[Records excerpted from a collection]
//! Tool registry and dispatcher.
//!
//! The registry is built once at startup and never changes afterwards. It
//! publishes the catalog of enabled tools and routes an incoming
//! `(name, arguments)` pair to the matching tool, turning every outcome into
//! a text response flagged as success or error.

use crate::db::ConnectionProvider;
use crate::error::{DbError, DbResult};
use crate::models::OperationResult;
use crate::tools::{
    CreateIndexInput, CreateIndexTool, DescribeRoutineTool, DescribeTableTool,
    ExecuteFunctionInput, ExecuteFunctionTool, ExecuteProcedureInput, ExecuteProcedureTool,
    ListRoutinesTool, ListTablesTool, ReadDataTool, SqlStatementTool, StatementKind,
    TestConnectionTool, Tool, ToolDescriptor, ToolId,
};
use futures_util::FutureExt;
use rmcp::model::{CallToolResult, Content, JsonObject, Tool as McpTool, ToolAnnotations};
use serde::de::DeserializeOwned;
use serde_json::Value as JsonValue;
use std::any::Any;
use std::panic::AssertUnwindSafe;
use std::sync::Arc;
use tracing::{debug, error, warn};

/// One entry of the published tool catalog.
#[derive(Debug, Clone)]
pub struct ToolListing {
    pub id: ToolId,
    pub descriptor: &'static ToolDescriptor,
    pub input_schema: JsonObject,
}

impl ToolListing {
    fn new(id: ToolId, tool: &dyn Tool) -> Self {
        Self {
            id,
            descriptor: tool.descriptor(),
            input_schema: id.input_schema(),
        }
    }
}

impl From<ToolListing> for McpTool {
    fn from(listing: ToolListing) -> Self {
        let descriptor = listing.descriptor;
        let mut tool = McpTool::new(
            descriptor.name,
            descriptor.description,
            Arc::new(listing.input_schema),
        )
        .annotate(
            ToolAnnotations::new()
                .read_only(descriptor.readonly)
                .destructive(descriptor.destructive)
                .idempotent(descriptor.idempotent),
        );
        tool.title = Some(descriptor.title.to_string());
        tool
    }
}

/// Text response of one dispatched call.
#[derive(Debug, Clone, PartialEq, Eq)]
pub struct DispatchResponse {
    pub is_error: bool,
    pub text: String,
}

impl DispatchResponse {
    fn success(text: String) -> Self {
        Self {
            is_error: false,
            text,
        }
    }

    fn error(text: impl Into<String>) -> Self {
        Self {
            is_error: true,
            text: text.into(),
        }
    }
}

impl From<DispatchResponse> for CallToolResult {
    fn from(response: DispatchResponse) -> Self {
        let content = vec![Content::text(response.text)];
        if response.is_error {
            CallToolResult::error(content)
        } else {
            CallToolResult::success(content)
        }
    }
}

/// Fixed mapping from [`ToolId`] to tool instance.
pub struct ToolRegistry<P> {
    enabled: Vec<ToolId>,
    list_tables: ListTablesTool<P>,
    describe_table: DescribeTableTool<P>,
    read_data: ReadDataTool<P>,
    create_table: SqlStatementTool<P>,
    drop_table: SqlStatementTool<P>,
    insert_data: SqlStatementTool<P>,
    update_data: SqlStatementTool<P>,
    create_procedure: SqlStatementTool<P>,
    create_function: SqlStatementTool<P>,
    test_connection: TestConnectionTool<P>,
    list_routines: ListRoutinesTool<P>,
    describe_routine: DescribeRoutineTool<P>,
    execute_procedure: ExecuteProcedureTool<P>,
    execute_function: ExecuteFunctionTool<P>,
    create_index: CreateIndexTool<P>,
}

impl<P: ConnectionProvider> ToolRegistry<P> {
    /// Build the registry. In read-only mode mutating tools are not registered.
    pub fn new(provider: Arc<P>, readonly: bool) -> Self {
        let enabled = ToolId::ALL
            .into_iter()
            .filter(|id| !readonly || id.descriptor().readonly)
            .collect();

        let statement = |kind| SqlStatementTool::new(provider.clone(), kind);

        Self {
            enabled,
            list_tables: ListTablesTool::new(provider.clone()),
            describe_table: DescribeTableTool::new(provider.clone()),
            read_data: ReadDataTool::new(provider.clone()),
            create_table: statement(StatementKind::CreateTable),
            drop_table: statement(StatementKind::DropTable),
            insert_data: statement(StatementKind::InsertData),
            update_data: statement(StatementKind::UpdateData),
            create_procedure: statement(StatementKind::CreateProcedure),
            create_function: statement(StatementKind::CreateFunction),
            test_connection: TestConnectionTool::new(provider.clone()),
            list_routines: ListRoutinesTool::new(provider.clone()),
            describe_routine: DescribeRoutineTool::new(provider.clone()),
            execute_procedure: ExecuteProcedureTool::new(provider.clone()),
            execute_function: ExecuteFunctionTool::new(provider.clone()),
            create_index: CreateIndexTool::new(provider),
        }
    }

    pub fn is_enabled(&self, id: ToolId) -> bool {
        self.enabled.contains(&id)
    }

    /// Catalog of enabled tools, in registration order.
    pub fn list(&self) -> Vec<ToolListing> {
        self.enabled
            .iter()
            .map(|&id| ToolListing::new(id, self.tool(id)))
            .collect()
    }

    fn tool(&self, id: ToolId) -> &dyn Tool {
        match id {
            ToolId::ListTables => &self.list_tables,
            ToolId::DescribeTable => &self.describe_table,
            ToolId::ReadData => &self.read_data,
            ToolId::CreateTable => &self.create_table,
            ToolId::DropTable => &self.drop_table,
            ToolId::InsertData => &self.insert_data,
            ToolId::UpdateData => &self.update_data,
            ToolId::CreateProcedure => &self.create_procedure,
            ToolId::CreateFunction => &self.create_function,
            ToolId::TestConnection => &self.test_connection,
            ToolId::ListProceduresAndFunctions => &self.list_routines,
            ToolId::DescribeProcedureOrFunction => &self.describe_routine,
            ToolId::ExecuteStoredProcedure => &self.execute_procedure,
            ToolId::ExecuteFunction => &self.execute_function,
            ToolId::CreateIndex => &self.create_index,
        }
    }

    /// Route one call to its tool.
    ///
    /// Never fails: unknown tools, bad arguments, failed operations and
    /// panics all come back as error-flagged responses.
    pub async fn call(&self, name: &str, arguments: Option<&JsonObject>) -> DispatchResponse {
        let Some(id) = ToolId::from_name(name).filter(|id| self.is_enabled(*id)) else {
            warn!(tool = name, "Unknown tool requested");
            return DispatchResponse::error(DbError::unknown_tool(name).to_string());
        };

        debug!(tool = name, "Dispatching tool call");

        let outcome = AssertUnwindSafe(self.dispatch(id, arguments))
            .catch_unwind()
            .await;

        match outcome {
            Ok(Ok(result)) => Self::render(result),
            Ok(Err(e)) => {
                warn!(tool = name, error = %e, "Rejected tool arguments");
                DispatchResponse::error(format!("Error: {}", e))
            }
            Err(panic) => {
                let message = panic_message(panic.as_ref());
                error!(tool = name, panic = %message, "Tool execution failed");
                DispatchResponse::error(format!("Tool execution failed: {}", message))
            }
        }
    }

    async fn dispatch(
        &self,
        id: ToolId,
        arguments: Option<&JsonObject>,
    ) -> DbResult<OperationResult> {
        let result = match id {
            ToolId::ListTables => self.list_tables.execute().await,
            ToolId::DescribeTable => {
                let table_name = string_argument(arguments, "table_name")?;
                self.describe_table.execute(&table_name).await
            }
            ToolId::ReadData => self.read_data.execute(&sql_argument(arguments)?).await,
            ToolId::CreateTable => self.create_table.execute(&sql_argument(arguments)?).await,
            ToolId::DropTable => self.drop_table.execute(&sql_argument(arguments)?).await,
            ToolId::InsertData => self.insert_data.execute(&sql_argument(arguments)?).await,
            ToolId::UpdateData => self.update_data.execute(&sql_argument(arguments)?).await,
            ToolId::CreateProcedure => {
                self.create_procedure
                    .execute(&sql_argument(arguments)?)
                    .await
            }
            ToolId::CreateFunction => {
                self.create_function
                    .execute(&sql_argument(arguments)?)
                    .await
            }
            ToolId::TestConnection => self.test_connection.execute().await,
            ToolId::ListProceduresAndFunctions => self.list_routines.execute().await,
            ToolId::DescribeProcedureOrFunction => {
                let schema_name = string_argument(arguments, "schema_name")?;
                let object_name = string_argument(arguments, "object_name")?;
                self.describe_routine
                    .execute(&schema_name, &object_name)
                    .await
            }
            ToolId::ExecuteStoredProcedure => {
                let input: ExecuteProcedureInput = typed_arguments(arguments)?;
                self.execute_procedure
                    .execute(&input.procedure_name, input.parameters.as_ref())
                    .await
            }
            ToolId::ExecuteFunction => {
                let input: ExecuteFunctionInput = typed_arguments(arguments)?;
                self.execute_function
                    .execute(&input.function_name, input.parameters.as_ref())
                    .await
            }
            ToolId::CreateIndex => {
                let input: CreateIndexInput = typed_arguments(arguments)?;
                self.create_index.execute(&input).await
            }
        };

        Ok(result)
    }

    fn render(result: OperationResult) -> DispatchResponse {
        if !result.is_success() {
            return DispatchResponse::error(format!(
                "Error: {}",
                result.error().unwrap_or_default()
            ));
        }

        match result.to_pretty_json() {
            Ok(text) => DispatchResponse::success(text),
            Err(e) => DispatchResponse::error(format!("Error: {}", e)),
        }
    }
}

fn sql_argument(arguments: Option<&JsonObject>) -> DbResult<String> {
    string_argument(arguments, "sql")
}

/// A string argument; absent or null becomes an empty string.
fn string_argument(arguments: Option<&JsonObject>, name: &str) -> DbResult<String> {
    match arguments.and_then(|args| args.get(name)) {
        None | Some(JsonValue::Null) => Ok(String::new()),
        Some(JsonValue::String(value)) => Ok(value.clone()),
        Some(_) => Err(DbError::invalid_input(format!(
            "Argument '{}' must be a string",
            name
        ))),
    }
}

/// Deserialize structured arguments; absent arguments read as `{}`.
fn typed_arguments<T: DeserializeOwned>(arguments: Option<&JsonObject>) -> DbResult<T> {
    let value = JsonValue::Object(arguments.cloned().unwrap_or_default());
    serde_json::from_value(value).map_err(|e| DbError::invalid_input(e.to_string()))
}

fn panic_message(payload: &(dyn Any + Send)) -> String {
    if let Some(message) = payload.downcast_ref::<&str>() {
        message.to_string()
    } else if let Some(message) = payload.downcast_ref::<String>() {
        message.clone()
    } else {
        "unknown panic".to_string()
    }
}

* Your goal
Please give again the lines above between the line holding "let message = panic_message(panic.as_ref());" and the line holding "let result = match", inclusive, exactly as they are and with nothing added.

* Expected answer
                let message = panic_message(panic.as_ref());
                error!(tool = name, panic = %message, "Tool execution failed");
                DispatchResponse::error(format!("Tool execution failed: {}", message))
            }
        }
    }

    async fn dispatch(
        &self,
        id: ToolId,
        arguments: Option<&JsonObject>,
    ) -> DbResult<OperationResult> {
        let result = match id {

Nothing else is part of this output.